Number of training examples: 549367
Number of validation examples: 9842
Number of testing examples: 9824


In [4]:
print(vars(train_data.examples[0]))

{'premise': ['A', 'person', 'on', 'a', 'horse', 'jumps', 'over', 'a', 'broken', 'down', 'airplane', '.'], 'hypothesis': ['A', 'person', 'is', 'training', 'his', 'horse', 'for', 'a', 'competition', '.'], 'label': 'neutral'}


In [5]:
MIN_FREQ = 2

TEXT.build_vocab(train_data, 
                 min_freq = MIN_FREQ,
                 vectors = "glove.840B.300d",
                 unk_init = torch.Tensor.normal_)

LABEL.build_vocab(train_data)

In [6]:
print(f"Unique tokens in TEXT vocabulary: {len(TEXT.vocab)}")

Unique tokens in TEXT vocabulary: 27587


In [7]:
print(TEXT.vocab.freqs.most_common(20))

[('.', 962558), ('a', 922222), ('A', 516769), ('in', 406005), ('is', 373433), ('the', 369849), ('man', 256428), ('on', 235198), ('and', 206278), ('are', 199010), ('of', 192390), ('with', 169013), ('The', 164283), ('woman', 133181), (',', 114331), ('to', 113904), ('at', 97993), ('people', 95937), ('Two', 90409), ('wearing', 80966)]


In [8]:
print(TEXT.vocab.itos[:10])

['<unk>', '<pad>', '.', 'a', 'A', 'in', 'is', 'the', 'man', 'on']


In [9]:
print(LABEL.vocab.itos)

['entailment', 'contradiction', 'neutral']


In [10]:
print(LABEL.vocab.freqs.most_common())

[('entailment', 183416), ('contradiction', 183187), ('neutral', 182764)]


In [11]:
BATCH_SIZE = 512

device = torch.device('cuda' if torch.cuda.is_available() else 'cpu')

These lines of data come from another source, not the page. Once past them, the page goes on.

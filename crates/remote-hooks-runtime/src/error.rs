use thiserror::Error;

/// Failures raised by the composition runtime itself.
#[derive(Debug, Clone, PartialEq, Eq, Error)]
pub enum ComposeError {
    /// `render` or `process_invalid_scopes` was called while this thread was
    /// already composing.
    #[error("composition is already in progress on this thread")]
    Reentrant,

    /// Invalid scopes kept re-invalidating each other.
    #[error("recomposition did not settle after {passes} passes")]
    RecompositionLimit { passes: usize },
}
use core::hash::Hash;
use std::hash::Hasher;

#[cfg(feature = "std-hash")]
pub mod default {
    pub use std::collections::hash_map::DefaultHasher;

    #[inline]
    pub fn new() -> DefaultHasher {
        DefaultHasher::new()
    }
}

#[cfg(not(feature = "std-hash"))]
pub mod default {
    pub use ahash::AHasher as DefaultHasher;

    #[inline]
    pub fn new() -> DefaultHasher {
        DefaultHasher::default()
    }
}

/// Hash a single value with whichever default hasher is active.
#[inline]
pub fn hash_one<T: Hash + ?Sized>(v: &T) -> u64 {
    let mut h = default::new();
    v.hash(&mut h);
    h.finish()
}
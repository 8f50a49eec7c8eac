use std::fmt;
use std::rc::Rc;

use futures::future::{self, FutureExt, LocalBoxFuture};
use hashbrown::HashMap;

use crate::error::LoadError;
use crate::value::Value;

/// Export name used when a request does not name one.
pub const DEFAULT_IMPORT_NAME: &str = "default";

/// A loaded hook body: ordered arguments in, one opaque value out.
///
/// The body is called on every render of its execution unit and may itself
/// use positional state (`useState`, `remember`, effects), so it must call
/// those unconditionally and in the same order each time.
#[derive(Clone)]
pub struct RemoteHook {
    body: Rc<dyn Fn(&[Value]) -> Value>,
    label: Option<Rc<str>>,
}

impl RemoteHook {
    pub fn new(body: impl Fn(&[Value]) -> Value + 'static) -> Self {
        Self {
            body: Rc::new(body),
            label: None,
        }
    }

    pub fn labeled(label: impl Into<Rc<str>>, body: impl Fn(&[Value]) -> Value + 'static) -> Self {
        Self {
            body: Rc::new(body),
            label: Some(label.into()),
        }
    }

    pub fn call(&self, args: &[Value]) -> Value {
        (self.body)(args)
    }

    /// Identity of the underlying callable. Clones share it; two hooks built
    /// from separate closures never do.
    pub fn key(&self) -> usize {
        Rc::as_ptr(&self.body) as *const () as usize
    }

    pub fn ptr_eq(&self, other: &RemoteHook) -> bool {
        Rc::ptr_eq(&self.body, &other.body)
    }

    pub fn label(&self) -> Option<&str> {
        self.label.as_deref()
    }
}

impl fmt::Debug for RemoteHook {
    fn fmt(&self, f: &mut fmt::Formatter<'_>) -> fmt::Result {
        f.debug_struct("RemoteHook")
            .field("label", &self.label)
            .field("key", &format_args!("{:#x}", self.key()))
            .finish()
    }
}

/// What to load: a module exposed by a remote scope, and the export to take.
#[derive(Debug, Clone, PartialEq, Eq, Hash)]
pub struct ModuleRequest {
    pub scope: String,
    pub module: String,
    pub import_name: String,
}

impl ModuleRequest {
    pub fn new(scope: impl Into<String>, module: impl Into<String>) -> Self {
        Self {
            scope: scope.into(),
            module: module.into(),
            import_name: DEFAULT_IMPORT_NAME.to_string(),
        }
    }

    pub fn with_import(mut self, import_name: impl Into<String>) -> Self {
        self.import_name = import_name.into();
        self
    }
}

impl fmt::Display for ModuleRequest {
    fn fmt(&self, f: &mut fmt::Formatter<'_>) -> fmt::Result {
        write!(f, "{}/{}#{}", self.scope, self.module, self.import_name)
    }
}

pub type ResolveFuture = LocalBoxFuture<'static, Result<RemoteHook, LoadError>>;

/// Asynchronous lookup of remote hooks.
///
/// Failures are reported as-is; callers never retry.
pub trait HookResolver {
    fn resolve(&self, request: &ModuleRequest) -> ResolveFuture;
}

impl<F> HookResolver for F
where
    F: Fn(&ModuleRequest) -> ResolveFuture,
{
    fn resolve(&self, request: &ModuleRequest) -> ResolveFuture {
        self(request)
    }
}

/// In-memory module registry that resolves immediately.
#[derive(Default, Clone)]
pub struct StaticResolver {
    scopes: HashMap<String, HashMap<String, HashMap<String, RemoteHook>>>,
}

impl StaticResolver {
    pub fn new() -> Self {
        Self::default()
    }

    /// Register `hook` as `import_name` of `scope/module`, replacing any
    /// previous export of that name.
    pub fn insert(
        &mut self,
        scope: impl Into<String>,
        module: impl Into<String>,
        import_name: impl Into<String>,
        hook: RemoteHook,
    ) {
        self.scopes
            .entry(scope.into())
            .or_default()
            .entry(module.into())
            .or_default()
            .insert(import_name.into(), hook);
    }

    pub fn with_hook(
        mut self,
        scope: impl Into<String>,
        module: impl Into<String>,
        import_name: impl Into<String>,
        hook: RemoteHook,
    ) -> Self {
        self.insert(scope, module, import_name, hook);
        self
    }

    /// Shorthand for registering the default export.
    pub fn with_default(
        self,
        scope: impl Into<String>,
        module: impl Into<String>,
        hook: RemoteHook,
    ) -> Self {
        self.with_hook(scope, module, DEFAULT_IMPORT_NAME, hook)
    }

    pub fn lookup(&self, request: &ModuleRequest) -> Result<RemoteHook, LoadError> {
        let modules = self
            .scopes
            .get(&request.scope)
            .ok_or_else(|| LoadError::ScopeNotFound {
                scope: request.scope.clone(),
            })?;
        let exports = modules
            .get(&request.module)
            .ok_or_else(|| LoadError::ModuleNotFound {
                scope: request.scope.clone(),
                module: request.module.clone(),
            })?;
        exports
            .get(&request.import_name)
            .cloned()
            .ok_or_else(|| LoadError::ImportNotFound {
                scope: request.scope.clone(),
                module: request.module.clone(),
                import_name: request.import_name.clone(),
            })
    }
}

impl HookResolver for StaticResolver {
    fn resolve(&self, request: &ModuleRequest) -> ResolveFuture {
        future::ready(self.lookup(request)).boxed_local()
    }
}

train_iterator, valid_iterator, test_iterator = data.BucketIterator.splits(
    (train_data, valid_data, test_data), 
    batch_size = BATCH_SIZE,
    device = device)

In [12]:
import torch.nn as nn
import torch.nn.functional as F

class NLISum(nn.Module):
    def __init__(self, 
                 vocab_size, 
                 embedding_dim,
                 hidden_dim,
                 fc_layers,
                 output_dim, 
                 dropout, 
                 pad_idx):
        
        super().__init__()
        
        self.embedding = nn.Embedding(vocab_size, embedding_dim, padding_idx = pad_idx)
        
        self.translation = nn.Linear(embedding_dim, hidden_dim)
        
        fcs = [nn.Linear(hidden_dim * 2, hidden_dim * 2) for _ in range(fc_layers)]
        
        self.fcs = nn.ModuleList(fcs)
        
        self.fc_out = nn.Linear(hidden_dim * 2, output_dim)
        
        self.dropout = nn.Dropout(dropout)
        
    def forward(self, prem, hypo):

        #prem = [prem sent len, batch size]
        #hypo = [hypo sent len, batch size]
        
        embedded_prem = self.embedding(prem)
        embedded_hypo = self.embedding(hypo)
        
        #embedded_premise = [prem sent len, batch size, embedding dim]
        #embedded_hypothesis = [hypo sent len, batch size, embedding dim]
        
        translated_prem = F.relu(self.translation(embedded_prem))
        translated_hypo = F.relu(self.translation(embedded_hypo))
        
        #embedded_premise = [prem sent len, batch size, hidden dim]
        #embedded_hypothesis = [hypo sent len, batch size, hidden dim]
        
        hidden_prem = translated_prem.sum(dim=0)
        hidden_hypo = translated_hypo.sum(dim=0)
            
        #hidden_x = [batch size, hid dim]
        
        hidden = torch.cat((hidden_prem, hidden_hypo), dim=1)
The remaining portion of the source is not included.